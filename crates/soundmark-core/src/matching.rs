//! Offset alignment and scoring
//!
//! For every catalog track sharing hashes with the query, the differences
//! `song_offset - query_offset` of the matching pairs are histogrammed. A true
//! match piles up in one bucket; chance collisions spread out. Each query
//! landmark counts once per bucket and pairs with at most one posting, so
//! hashes repeated across sustained tones cannot inflate the alignment.

use crate::config::SoundmarkConfig;
use crate::error::Result;
use crate::landmark::Landmark;
use crate::store::{FingerprintStore, Posting, TrackId};
use serde::{Deserialize, Serialize};
use std::collections::{BTreeMap, BTreeSet, HashMap, HashSet};

#[cfg(test)]
mod tests;

/// A scored catalog track
#[derive(Debug, Clone, PartialEq, Serialize, Deserialize)]
pub struct MatchCandidate {
    pub track_id: TrackId,
    /// One-to-one pairs agreeing with the best offset
    pub aligned_count: usize,
    /// Raw hits: query landmarks or track postings sharing a hash, whichever is fewer
    pub total_hash_matches: usize,
    pub confidence: f64,
    /// Position of the query start within the track
    pub best_offset_ms: i64,
    /// Query span covered by aligned pairs
    pub query_start_ms: u32,
    pub query_end_ms: u32,
}

/// Ranked candidates plus lookup diagnostics
#[derive(Debug, Clone, Default, PartialEq)]
pub struct MatchReport {
    pub candidates: Vec<MatchCandidate>,
    /// Postings returned by the catalog lookup
    pub catalog_hits: usize,
}

/// One query/track hash pair
#[derive(Debug, Clone, Copy)]
struct Pair {
    /// Index into the query landmarks
    query_index: usize,
    /// Index into the looked-up postings
    posting_index: usize,
    query_ms: u32,
    delta_ms: i64,
}

/// track -> hash -> (posting index, song offset), in store order
type TrackHits = BTreeMap<TrackId, HashMap<u32, Vec<(usize, u32)>>>;

/// Matcher
pub struct Matcher {
    config: SoundmarkConfig,
}

impl Matcher {
    pub fn new(config: &SoundmarkConfig) -> Self {
        Self {
            config: config.clone(),
        }
    }

    /// Look up all distinct query hashes in one batch and rank the tracks
    pub fn query(&self, query: &[Landmark], store: &dyn FingerprintStore) -> Result<MatchReport> {
        if query.is_empty() {
            return Ok(MatchReport::default());
        }

        let hashes = distinct_hashes(query);
        let postings = store.lookup_by_hashes(&hashes)?;
        log::debug!(
            "Lookup of {} distinct hashes returned {} postings",
            hashes.len(),
            postings.len()
        );

        Ok(MatchReport {
            candidates: self.rank(query, &postings),
            catalog_hits: postings.len(),
        })
    }

    /// Minimum raw hits a track needs before it is aligned
    pub fn raw_floor(&self, query_len: usize) -> usize {
        self.config
            .min_raw_hits
            .max((self.config.min_raw_hit_ratio * query_len as f64).ceil() as usize)
    }

    /// Tracks whose raw hit count reaches the floor, without aligning them
    pub fn floor_survivors(&self, query: &[Landmark], postings: &[Posting]) -> BTreeSet<TrackId> {
        let floor = self.raw_floor(query.len());
        group_by_track(postings)
            .iter()
            .filter(|(_, offsets)| raw_hits(query, offsets) >= floor)
            .map(|(&track_id, _)| track_id)
            .collect()
    }

    /// Score and rank tracks from already retrieved postings
    pub fn rank(&self, query: &[Landmark], postings: &[Posting]) -> Vec<MatchCandidate> {
        if query.is_empty() || postings.is_empty() {
            return Vec::new();
        }

        let per_track = group_by_track(postings);

        let (first_ms, last_ms) = query
            .iter()
            .fold((u32::MAX, 0), |(lo, hi), l| {
                (lo.min(l.time_offset_ms), hi.max(l.time_offset_ms))
            });
        let query_span = last_ms.saturating_sub(first_ms);
        let raw_floor = self.raw_floor(query.len());

        let mut candidates: Vec<MatchCandidate> = per_track
            .iter()
            .filter_map(|(&track_id, offsets)| {
                let raw = raw_hits(query, offsets);
                if raw < raw_floor {
                    log::trace!(
                        "Track {}: {} raw hits below floor {}",
                        track_id,
                        raw,
                        raw_floor
                    );
                    return None;
                }
                let pairs = collect_pairs(query, offsets, self.config.offset_tolerance_ms);
                self.score(track_id, &pairs, raw, query.len(), query_span)
            })
            .filter(|c| {
                c.aligned_count >= self.config.min_aligned_count
                    && c.confidence >= self.config.min_confidence
            })
            .collect();

        candidates.sort_by(|a, b| {
            b.confidence
                .total_cmp(&a.confidence)
                .then_with(|| b.aligned_count.cmp(&a.aligned_count))
                .then_with(|| a.track_id.cmp(&b.track_id))
        });

        if let Some(leader) = candidates.first().cloned() {
            let min_conf = leader.confidence * self.config.relative_confidence_cutoff;
            let min_aligned = leader.aligned_count as f64 * self.config.relative_aligned_cutoff;
            candidates.retain(|c| c.confidence >= min_conf && c.aligned_count as f64 >= min_aligned);
        }
        candidates.truncate(self.config.max_results);
        candidates
    }

    fn score(
        &self,
        track_id: TrackId,
        pairs: &[Pair],
        raw_hits: usize,
        query_len: usize,
        query_span: u32,
    ) -> Option<MatchCandidate> {
        let bucket_ms = self.config.offset_bucket_ms;
        let tolerance = self.config.offset_tolerance_ms;
        let centre = best_bucket(pairs, bucket_ms)? * bucket_ms;

        // Each query landmark and each posting pairs at most once
        let mut within: Vec<&Pair> = pairs
            .iter()
            .filter(|p| (p.delta_ms - centre).abs() <= tolerance)
            .collect();
        within.sort_by_key(|p| ((p.delta_ms - centre).abs(), p.query_index, p.posting_index));

        let mut used_query = HashSet::new();
        let mut used_postings = HashSet::new();
        let aligned: Vec<&Pair> = within
            .into_iter()
            .filter(|p| {
                if used_query.contains(&p.query_index) || used_postings.contains(&p.posting_index) {
                    return false;
                }
                used_query.insert(p.query_index);
                used_postings.insert(p.posting_index);
                true
            })
            .collect();
        if aligned.is_empty() {
            return None;
        }

        let mut deltas: Vec<i64> = aligned.iter().map(|p| p.delta_ms).collect();
        deltas.sort_unstable();
        let mid = deltas.len() / 2;
        let best_offset_ms = if deltas.len() % 2 == 1 {
            deltas[mid]
        } else {
            (deltas[mid - 1] + deltas[mid]).div_euclid(2)
        };
        if best_offset_ms < -tolerance {
            return None;
        }

        let query_start_ms = aligned.iter().map(|p| p.query_ms).min().unwrap_or(0);
        let query_end_ms = aligned.iter().map(|p| p.query_ms).max().unwrap_or(0);
        let spread = if query_span == 0 {
            1.0
        } else {
            (query_end_ms - query_start_ms) as f64 / query_span as f64
        };

        let confidence = self.confidence(aligned.len(), query_len, spread);
        log::trace!(
            "Track {}: {} raw, {} aligned at {} ms, confidence {:.3}",
            track_id,
            raw_hits,
            aligned.len(),
            best_offset_ms,
            confidence
        );

        Some(MatchCandidate {
            track_id,
            aligned_count: aligned.len(),
            total_hash_matches: raw_hits,
            confidence,
            best_offset_ms,
            query_start_ms,
            query_end_ms,
        })
    }

    /// Aligned ratio weighted by spread, plus a bonus for large absolute counts
    pub fn confidence(&self, aligned: usize, query_len: usize, spread: f64) -> f64 {
        if query_len == 0 {
            return 0.0;
        }
        let c = &self.config;
        let ratio = (aligned as f64 / query_len as f64).min(1.0);
        let spread = spread.clamp(0.0, 1.0);
        let threshold = c.count_bonus_threshold.max(1) as f64;
        let bonus = ((aligned as f64 - threshold) / threshold).clamp(0.0, 1.0);

        let confidence = ratio * ((1.0 - c.spread_weight) + c.spread_weight * spread)
            + c.count_bonus_weight * bonus;
        confidence.clamp(0.0, 1.0)
    }
}

/// Distinct hashes in first-seen order
pub fn distinct_hashes(landmarks: &[Landmark]) -> Vec<u32> {
    let mut seen = BTreeSet::new();
    landmarks
        .iter()
        .filter(|l| seen.insert(l.hash))
        .map(|l| l.hash)
        .collect()
}

fn group_by_track(postings: &[Posting]) -> TrackHits {
    let mut per_track: TrackHits = BTreeMap::new();
    for (index, posting) in postings.iter().enumerate() {
        per_track
            .entry(posting.track_id)
            .or_default()
            .entry(posting.hash)
            .or_default()
            .push((index, posting.time_offset_ms));
    }
    per_track
}

/// Upper bound on one-to-one pairs: the smaller of the query landmarks and
/// the track postings that share a hash
fn raw_hits(query: &[Landmark], offsets: &HashMap<u32, Vec<(usize, u32)>>) -> usize {
    let mut hashes = HashSet::new();
    let mut query_hits = 0;
    let mut posting_hits = 0;
    for landmark in query {
        if let Some(songs) = offsets.get(&landmark.hash) {
            query_hits += 1;
            if hashes.insert(landmark.hash) {
                posting_hits += songs.len();
            }
        }
    }
    query_hits.min(posting_hits)
}

/// Pairs in query order, postings in store order within each hash. Pairs
/// that would place the query before the track start are dropped.
fn collect_pairs(
    query: &[Landmark],
    offsets: &HashMap<u32, Vec<(usize, u32)>>,
    tolerance_ms: i64,
) -> Vec<Pair> {
    query
        .iter()
        .enumerate()
        .filter_map(|(query_index, q)| offsets.get(&q.hash).map(|songs| (query_index, q, songs)))
        .flat_map(|(query_index, q, songs)| {
            songs.iter().map(move |&(posting_index, song_ms)| Pair {
                query_index,
                posting_index,
                query_ms: q.time_offset_ms,
                delta_ms: song_ms as i64 - q.time_offset_ms as i64,
            })
        })
        .filter(|p| p.delta_ms >= -tolerance_ms)
        .collect()
}

/// Bucket holding the most distinct query landmarks; ties go to the bucket
/// seen first
fn best_bucket(pairs: &[Pair], bucket_ms: i64) -> Option<i64> {
    let mut counts: HashMap<i64, (usize, usize)> = HashMap::new();
    let mut counted: HashSet<(i64, usize)> = HashSet::new();
    for (seen, pair) in pairs.iter().enumerate() {
        let bucket = (pair.delta_ms as f64 / bucket_ms as f64).round() as i64;
        let entry = counts.entry(bucket).or_insert((0, seen));
        if counted.insert((bucket, pair.query_index)) {
            entry.0 += 1;
        }
    }

    counts
        .into_iter()
        .max_by(|(_, (count_a, seen_a)), (_, (count_b, seen_b))| {
            count_a.cmp(count_b).then_with(|| seen_b.cmp(seen_a))
        })
        .map(|(bucket, _)| bucket)
}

** Your assignment **
Write down, word for word, the lines above from the one containing "self.confidence(aligned.len(), query_len, spread);" through the one containing "in first-seen order", both ends included.

** Problem solution **
        let confidence = self.confidence(aligned.len(), query_len, spread);
        log::trace!(
            "Track {}: {} raw, {} aligned at {} ms, confidence {:.3}",
            track_id,
            raw_hits,
            aligned.len(),
            best_offset_ms,
            confidence
        );

        Some(MatchCandidate {
            track_id,
            aligned_count: aligned.len(),
            total_hash_matches: raw_hits,
            confidence,
            best_offset_ms,
            query_start_ms,
            query_end_ms,
        })
    }

    /// Aligned ratio weighted by spread, plus a bonus for large absolute counts
    pub fn confidence(&self, aligned: usize, query_len: usize, spread: f64) -> f64 {
        if query_len == 0 {
            return 0.0;
        }
        let c = &self.config;
        let ratio = (aligned as f64 / query_len as f64).min(1.0);
        let spread = spread.clamp(0.0, 1.0);
        let threshold = c.count_bonus_threshold.max(1) as f64;
        let bonus = ((aligned as f64 - threshold) / threshold).clamp(0.0, 1.0);

        let confidence = ratio * ((1.0 - c.spread_weight) + c.spread_weight * spread)
            + c.count_bonus_weight * bonus;
        confidence.clamp(0.0, 1.0)
    }
}

/// Distinct hashes in first-seen order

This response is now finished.